··· EXTRACTED RECORDS

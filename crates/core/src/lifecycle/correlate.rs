use tracing::{debug, error, info, warn};

use super::RfpLifecycleManager;
use crate::correlation::CorrelationTag;
use crate::domain::proposal::Proposal;
use crate::domain::rfp::{Rfp, RfpId};
use crate::errors::ApplicationError;
use crate::ports::{ExtractionError, InboundEmail, RepositoryError};

#[derive(Clone, Debug, Default, PartialEq)]
pub struct CorrelationReport {
    pub count: usize,
    pub proposals: Vec<Proposal>,
}

/// Why a fetched message did not become a proposal.
#[derive(Debug)]
enum Skip {
    Untagged,
    UnknownSender,
    Duplicate,
    Extraction(ExtractionError),
    EmptyAnalysis,
    Lost,
    Repository(RepositoryError),
}

impl From<RepositoryError> for Skip {
    fn from(value: RepositoryError) -> Self {
        Self::Repository(value)
    }
}

impl RfpLifecycleManager {
    /// Scans the mailbox for replies tagged with this RFP and records each new one.
    ///
    /// Only a mailbox failure aborts the pass. Every message is its own unit of
    /// work: skips and per-message failures are logged and never undo proposals
    /// already stored earlier in the pass.
    pub async fn check_responses(
        &self,
        rfp_id: &RfpId,
    ) -> Result<CorrelationReport, ApplicationError> {
        let rfp = self
            .rfps
            .find_by_id(rfp_id)
            .await?
            .ok_or_else(|| ApplicationError::not_found("rfp", rfp_id.0.clone()))?;
        let tag = rfp.correlation_tag();

        let messages = self.mail.fetch_responses(&tag).await.map_err(|error| {
            error!(
                event_name = "rfp.correlate.fetch_failed",
                rfp_id = %rfp.id,
                error = %error,
                "mailbox fetch failed"
            );
            ApplicationError::from(error)
        })?;
        let fetched = messages.len();

        let mut proposals = Vec::new();
        for message in messages {
            match self.correlate_one(&rfp, &tag, &message).await {
                Ok(proposal) => {
                    info!(
                        event_name = "rfp.correlate.proposal_created",
                        rfp_id = %rfp.id,
                        vendor_id = %proposal.vendor_id,
                        proposal_id = %proposal.id,
                        "proposal recorded from vendor reply"
                    );
                    proposals.push(proposal);
                }
                Err(skip) => log_skip(&rfp, &message, skip),
            }
        }

        info!(
            event_name = "rfp.correlate.completed",
            rfp_id = %rfp.id,
            fetched,
            created = proposals.len(),
            "response correlation pass finished"
        );
        Ok(CorrelationReport { count: proposals.len(), proposals })
    }

    async fn correlate_one(
        &self,
        rfp: &Rfp,
        tag: &CorrelationTag,
        message: &InboundEmail,
    ) -> Result<Proposal, Skip> {
        if !tag.matches(&message.subject) {
            return Err(Skip::Untagged);
        }

        let vendor = self.vendors.find_by_email(&message.from).await?.ok_or(Skip::UnknownSender)?;

        if self.proposals.exists(&rfp.id, &vendor.id, &message.body).await? {
            return Err(Skip::Duplicate);
        }

        let analysis =
            self.extractor.analyze_proposal(&message.body).await.map_err(Skip::Extraction)?;
        if analysis.is_empty() {
            return Err(Skip::EmptyAnalysis);
        }

        let proposal = Proposal::record(rfp.id.clone(), vendor.id, message.body.clone(), analysis);
        if !self.proposals.insert_if_absent(proposal.clone()).await? {
            return Err(Skip::Lost);
        }
        Ok(proposal)
    }
}

fn log_skip(rfp: &Rfp, message: &InboundEmail, skip: Skip) {
    match skip {
        Skip::Untagged => warn!(
            event_name = "rfp.correlate.untagged_skipped",
            rfp_id = %rfp.id,
            subject = %message.subject,
            "reply subject lacks the exact correlation tag"
        ),
        Skip::UnknownSender => warn!(
            event_name = "rfp.correlate.unknown_sender_skipped",
            rfp_id = %rfp.id,
            sender = %message.from,
            "reply from an address with no registered vendor"
        ),
        Skip::Duplicate => debug!(
            event_name = "rfp.correlate.duplicate_skipped",
            rfp_id = %rfp.id,
            sender = %message.from,
            "reply already recorded"
        ),
        Skip::Lost => debug!(
            event_name = "rfp.correlate.concurrent_duplicate_skipped",
            rfp_id = %rfp.id,
            sender = %message.from,
            "reply recorded by a concurrent pass"
        ),
        Skip::Extraction(error) => warn!(
            event_name = "rfp.correlate.extraction_skipped",
            rfp_id = %rfp.id,
            sender = %message.from,
            error = %error,
            "proposal analysis failed"
        ),
        Skip::EmptyAnalysis => warn!(
            event_name = "rfp.correlate.extraction_skipped",
            rfp_id = %rfp.id,
            sender = %message.from,
            error = %ExtractionError::Empty,
            "proposal analysis came back empty"
        ),
        Skip::Repository(error) => warn!(
            event_name = "rfp.correlate.storage_skipped",
            rfp_id = %rfp.id,
            sender = %message.from,
            error = %error,
            "storage failure while correlating reply"
        ),
    }
}
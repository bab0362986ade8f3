use chrono::Utc;
use sqlx::sqlite::SqliteRow;

use procura_core::domain::rfp::{ProposalCount, Rfp, RfpId, RfpStatus, RfpSummary};
use procura_core::ports::{CascadeOutcome, RepositoryError, RfpRepository};

use super::{column, database_error, decode_json, encode_json, parse_timestamp, timestamp};
use crate::DbPool;

pub struct SqlRfpRepository {
    pool: DbPool,
}

impl SqlRfpRepository {
    pub fn new(pool: DbPool) -> Self {
        Self { pool }
    }
}

fn row_to_rfp(row: &SqliteRow) -> Result<Rfp, RepositoryError> {
    let id: String = column(row, "id")?;
    let title: String = column(row, "title")?;
    let description: String = column(row, "description")?;
    let structured_data: String = column(row, "structured_data")?;
    let status: String = column(row, "status")?;
    let created_at: String = column(row, "created_at")?;
    let updated_at: String = column(row, "updated_at")?;

    Ok(Rfp {
        id: RfpId(id),
        title,
        description,
        structured_data: decode_json(&structured_data)?,
        status: status.parse().map_err(|e| RepositoryError::Decode(format!("{e}")))?,
        created_at: parse_timestamp(&created_at)?,
        updated_at: parse_timestamp(&updated_at)?,
    })
}

#[async_trait::async_trait]
impl RfpRepository for SqlRfpRepository {
    async fn list_with_counts(&self) -> Result<Vec<RfpSummary>, RepositoryError> {
        let rows = sqlx::query(
            "SELECT r.id, r.title, r.description, r.structured_data,
                    r.status, r.created_at, r.updated_at,
                    (SELECT COUNT(*) FROM proposal p WHERE p.rfp_id = r.id) AS proposal_count
             FROM rfp r
             ORDER BY r.created_at DESC, r.rowid DESC",
        )
        .fetch_all(&self.pool)
        .await
        .map_err(database_error)?;

        rows.iter()
            .map(|row| {
                let proposals: i64 = column(row, "proposal_count")?;
                Ok(RfpSummary {
                    rfp: row_to_rfp(row)?,
                    count: ProposalCount { proposals: u64::try_from(proposals).unwrap_or(0) },
                })
            })
            .collect()
    }

    async fn find_by_id(&self, id: &RfpId) -> Result<Option<Rfp>, RepositoryError> {
        let row = sqlx::query(
            "SELECT id, title, description, structured_data,
                    status, created_at, updated_at
             FROM rfp WHERE id = ?",
        )
        .bind(&id.0)
        .fetch_optional(&self.pool)
        .await
        .map_err(database_error)?;

        row.as_ref().map(row_to_rfp).transpose()
    }

    async fn insert(&self, rfp: Rfp) -> Result<(), RepositoryError> {
        sqlx::query(
            "INSERT INTO rfp (id, title, description, structured_data, status, created_at,
                              updated_at)
             VALUES (?, ?, ?, ?, ?, ?, ?)",
        )
        .bind(&rfp.id.0)
        .bind(&rfp.title)
        .bind(&rfp.description)
        .bind(encode_json(&rfp.structured_data)?)
        .bind(rfp.status.as_str())
        .bind(timestamp(&rfp.created_at))
        .bind(timestamp(&rfp.updated_at))
        .execute(&self.pool)
        .await
        .map_err(database_error)?;

        Ok(())
    }

    async fn transition_status(
        &self,
        id: &RfpId,
        from: RfpStatus,
        to: RfpStatus,
    ) -> Result<bool, RepositoryError> {
        let result =
            sqlx::query("UPDATE rfp SET status = ?, updated_at = ? WHERE id = ? AND status = ?")
                .bind(to.as_str())
                .bind(timestamp(&Utc::now()))
                .bind(&id.0)
                .bind(from.as_str())
                .execute(&self.pool)
                .await
                .map_err(database_error)?;

        Ok(result.rows_affected() == 1)
    }

    async fn delete_cascade(&self, id: &RfpId) -> Result<Option<CascadeOutcome>, RepositoryError> {
        let mut tx = self.pool.begin().await.map_err(database_error)?;

        let proposals = sqlx::query("DELETE FROM proposal WHERE rfp_id = ?")
            .bind(&id.0)
            .execute(&mut *tx)
            .await
            .map_err(database_error)?;
        let rfps = sqlx::query("DELETE FROM rfp WHERE id = ?")
            .bind(&id.0)
            .execute(&mut *tx)
            .await
            .map_err(database_error)?;

        if rfps.rows_affected() == 0 {
            tx.rollback().await.map_err(database_error)?;
            return Ok(None);
        }

        tx.commit().await.map_err(database_error)?;
        Ok(Some(CascadeOutcome { proposals_removed: proposals.rows_affected() }))
    }
}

······

In the records above, find every line that contains the word "RfpSummary" and copy it.

use procura_core::domain::rfp::{ProposalCount, Rfp, RfpId, RfpStatus, RfpSummary};
    async fn list_with_counts(&self) -> Result<Vec<RfpSummary>, RepositoryError> {
                Ok(RfpSummary {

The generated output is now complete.